Mom (95) on Hospice care at home for almost ten months. Her oncologist said no more treatment possible. She hasn’t been out of bed for six months. Can’t sit up. Can’t use the toilet. Catheter and pads on the bed. Can wiggle her feet a bit and usually feed herself with right forearm. So bloated with fluid - almost 200 pounds -that one person can’t change her pads and clean her. Skin covered with water blisters that rupture and leak. Two deeppressure ulcers that aren’t going to heal, one started bleeding. Always short of breath. Doesn’t want to sleep at night. Keeps saying she wants to die. Dad wants us to care for her at home until she dies. Three sisters take turns staying for 48 to 72 hour shifts, with one person having to come in to help with toileting.
It seems we are just prolonging suffering with diuretics and low doses of opioids. Dad keeps the TV on at a very loud volume all the time, so no intimate conversations with mom. I think the bedsores and recurrent UTIs seem proof we can’t care for her well enough on our own. She doesn’t want to go inpatient or to NH. Hosparus can’t even find a respite bed until a month from now. POA sis doesn’t think NH staff will be careful enough with her fragile skin and bed changes and wants to keep doing this forever.
If I stop taking a shift, it puts a much worse burden on the sisters. If I keep taking a shift, it enables this lingering death to continue. She keeps rallying and maybe will hang on for months. I don’t want to do it any more. I’m starting to speak up that I don’t want to do this much longer. The others believe surely she will die soon but she keeps fooling us all. I don’t know what is the right thing to do for her.
Your mom is faced with excruciating pain and suffering and you are —- complaining?
This situation is short term and you have the potential to destroy your relationships with other family members.
1. Be present or personally hire someone to take your shifts.
2. You were not designated POA. So stay in your lane. Listen and support (to all) should be your focus.
3. Remember that when you are present, you are also there to help your other grieving relatives, not just your mom.
4. Because your mother is dying, you should expect that it would be unlikely for her mind to stay intact. They doesn’t mean you should no longer pay attention to her wishes. She already made her wishes clear while she had capacity.
You write that your mom is fooling everyone by living.
You are not fooling anyone.
I don't see any occasion for a personal attack on the OP.
Thank you for the update. We are all with you in spirit and it’s good to hear that even though today was tough, there were some bright spots. So glad to hear more help has arrived. It sounds like your dad has even had a bit of a break through. I’m sure this is all very hard on him as well as the extended family.
With an awareness of your moms dementia, it will be a bit easier to deal with her comments. I am so glad she is not in great pain. My aunt who is late stage Parkinson’s has had blisters as well and hers were not painful. It sounds painful.
I looked up your hospice and I see it is a nonprofit in Indiana and Kentucky and has good reviews.
I hope the reinforcements give you all a chance to get more rest.
Use this forum to vent anytime you want. What you are doing is hard under any circumstances. We are here for you.

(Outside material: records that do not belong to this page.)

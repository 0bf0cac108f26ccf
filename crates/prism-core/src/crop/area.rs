//! Crop rectangles and aspect ratios.

use serde::{Deserialize, Serialize};

use crate::error::{ProcessError, ProcessResult};

/// A rectangle in source pixel coordinates.
///
/// Planner output is always passed through [`CropArea::clamp_to`], which is
/// also what manual adjustments go through, so every crop that reaches the
/// shape applier lies inside its image.
#[derive(Debug, Clone, Copy, PartialEq, Default, Serialize, Deserialize)]
pub struct CropArea {
    pub x: f64,
    pub y: f64,
    pub width: f64,
    pub height: f64,
}

fn finite_or_zero(v: f64) -> f64 {
    if v.is_finite() {
        v
    } else {
        0.0
    }
}

impl CropArea {
    pub fn new(x: f64, y: f64, width: f64, height: f64) -> Self {
        Self {
            x,
            y,
            width,
            height,
        }
    }

    /// The whole `width × height` image.
    pub fn full(width: u32, height: u32) -> Self {
        Self::new(0.0, 0.0, width as f64, height as f64)
    }

    pub fn right(&self) -> f64 {
        self.x + self.width
    }

    pub fn bottom(&self) -> f64 {
        self.y + self.height
    }

    pub fn area(&self) -> f64 {
        self.width.max(0.0) * self.height.max(0.0)
    }

    pub fn center(&self) -> (f64, f64) {
        (self.x + self.width / 2.0, self.y + self.height / 2.0)
    }

    /// Overlapping area with `other` (0 when disjoint or only touching).
    pub fn intersection_area(&self, other: &CropArea) -> f64 {
        let w = self.right().min(other.right()) - self.x.max(other.x);
        let h = self.bottom().min(other.bottom()) - self.y.max(other.y);
        if w > 0.0 && h > 0.0 {
            w * h
        } else {
            0.0
        }
    }

    /// Whether the two rectangles share a positive area.
    pub fn intersects(&self, other: &CropArea) -> bool {
        self.intersection_area(other) > 0.0
    }

    /// Whether `other` lies entirely inside this rectangle.
    pub fn contains(&self, other: &CropArea) -> bool {
        other.x >= self.x
            && other.y >= self.y
            && other.right() <= self.right()
            && other.bottom() <= self.bottom()
    }

    /// Intersection over union.
    pub fn iou(&self, other: &CropArea) -> f64 {
        let inter = self.intersection_area(other);
        let union = self.area() + other.area() - inter;
        if union > 0.0 {
            inter / union
        } else {
            0.0
        }
    }

    /// Smallest rectangle covering both.
    pub fn union(&self, other: &CropArea) -> CropArea {
        let x = self.x.min(other.x);
        let y = self.y.min(other.y);
        CropArea::new(
            x,
            y,
            self.right().max(other.right()) - x,
            self.bottom().max(other.bottom()) - y,
        )
    }

    /// Grow by `fraction` of the size on every side.
    pub fn expanded(&self, fraction: f64) -> CropArea {
        let dx = self.width * fraction;
        let dy = self.height * fraction;
        CropArea::new(
            self.x - dx,
            self.y - dy,
            self.width + 2.0 * dx,
            self.height + 2.0 * dy,
        )
    }

    /// Shift by `(dx, dy)` without clamping.
    pub fn translated(&self, dx: f64, dy: f64) -> CropArea {
        CropArea::new(self.x + dx, self.y + dy, self.width, self.height)
    }

    /// Clamp into `[0, width] × [0, height]`.
    ///
    /// Oversized rectangles shrink to the image; out-of-bounds positions are
    /// shifted back inside. Non-finite values are treated as 0. Applying the
    /// clamp twice gives the same result as applying it once.
    pub fn clamp_to(&self, width: u32, height: u32) -> CropArea {
        let (bw, bh) = (width as f64, height as f64);
        let w = finite_or_zero(self.width).clamp(0.0, bw);
        let h = finite_or_zero(self.height).clamp(0.0, bh);
        let x = finite_or_zero(self.x).clamp(0.0, bw - w);
        let y = finite_or_zero(self.y).clamp(0.0, bh - h);
        CropArea::new(x, y, w, h)
    }

    /// Whether the rectangle already lies inside a `width × height` image.
    pub fn is_within(&self, width: u32, height: u32) -> bool {
        self.x >= 0.0
            && self.y >= 0.0
            && self.width >= 0.0
            && self.height >= 0.0
            && self.right() <= width as f64
            && self.bottom() <= height as f64
    }

    /// Integer pixel rectangle `(x, y, w, h)` for cropping, after clamping.
    ///
    /// The size is rounded first (never below one pixel) and the origin is
    /// then pulled back so the rectangle stays inside the image. Only a
    /// zero-area rectangle or image is rejected.
    pub fn to_pixel_rect(&self, width: u32, height: u32) -> ProcessResult<(u32, u32, u32, u32)> {
        let clamped = self.clamp_to(width, height);
        if width == 0 || height == 0 || clamped.width <= 0.0 || clamped.height <= 0.0 {
            return Err(ProcessError::dimension(format!(
                "crop area {:.1}x{:.1} is empty after clamping to {width}x{height}",
                clamped.width, clamped.height
            )));
        }
        let w = (clamped.width.round() as u32).clamp(1, width);
        let h = (clamped.height.round() as u32).clamp(1, height);
        let x0 = (clamped.x.round() as u32).min(width - w);
        let y0 = (clamped.y.round() as u32).min(height - h);
        Ok((x0, y0, w, h))
    }
}

/// Requested crop proportions.
#[derive(Debug, Clone, Copy, PartialEq, Default, Serialize, Deserialize)]
#[serde(rename_all = "lowercase")]
pub enum AspectRatio {
    /// No constraint
    #[default]
    Free,
    /// Same proportions as the source image
    Original,
    /// Width divided by height
    Ratio(f64),
}

impl AspectRatio {
    /// Parse `"16:9"`, `"4/3"`, `"1.5"`, `"free"` or `"original"`.
    pub fn parse(s: &str) -> Option<Self> {
        let s = s.trim().to_lowercase();
        match s.as_str() {
            "" | "free" | "none" => return Some(Self::Free),
            "original" | "source" => return Some(Self::Original),
            _ => {}
        }
        let value = match s.split_once([':', '/', 'x']) {
            Some((w, h)) => {
                let w: f64 = w.trim().parse().ok()?;
                let h: f64 = h.trim().parse().ok()?;
                w / h
            }
            None => s.parse().ok()?,
        };
        (value.is_finite() && value > 0.0).then_some(Self::Ratio(value))
    }

    /// Width/height ratio for a `width × height` source, if constrained.
    pub fn resolve(self, width: u32, height: u32) -> Option<f64> {
        match self {
            Self::Free => None,
            Self::Original if height > 0 => Some(width as f64 / height as f64),
            Self::Original => None,
            Self::Ratio(r) => Some(r),
        }
    }
}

I read this thread over and over. So many different perspectives, from people with vastly more experience and skills. I thought there would be a “right” path that I just wasn’t seeing for some reason. But there isn’t any one right path, is there? And guessing the right path isn’t the hardest part. It’s shaking the feeling that no matter what I do, it won’t be right, or it won’t be enough, or it won’t be good enough. I feel better equipped to do the work now, and not as anxious. I’m sure I will make mistakes and guess wrong and say things wrong, but I hope I will forgive myself and try again. Thank you.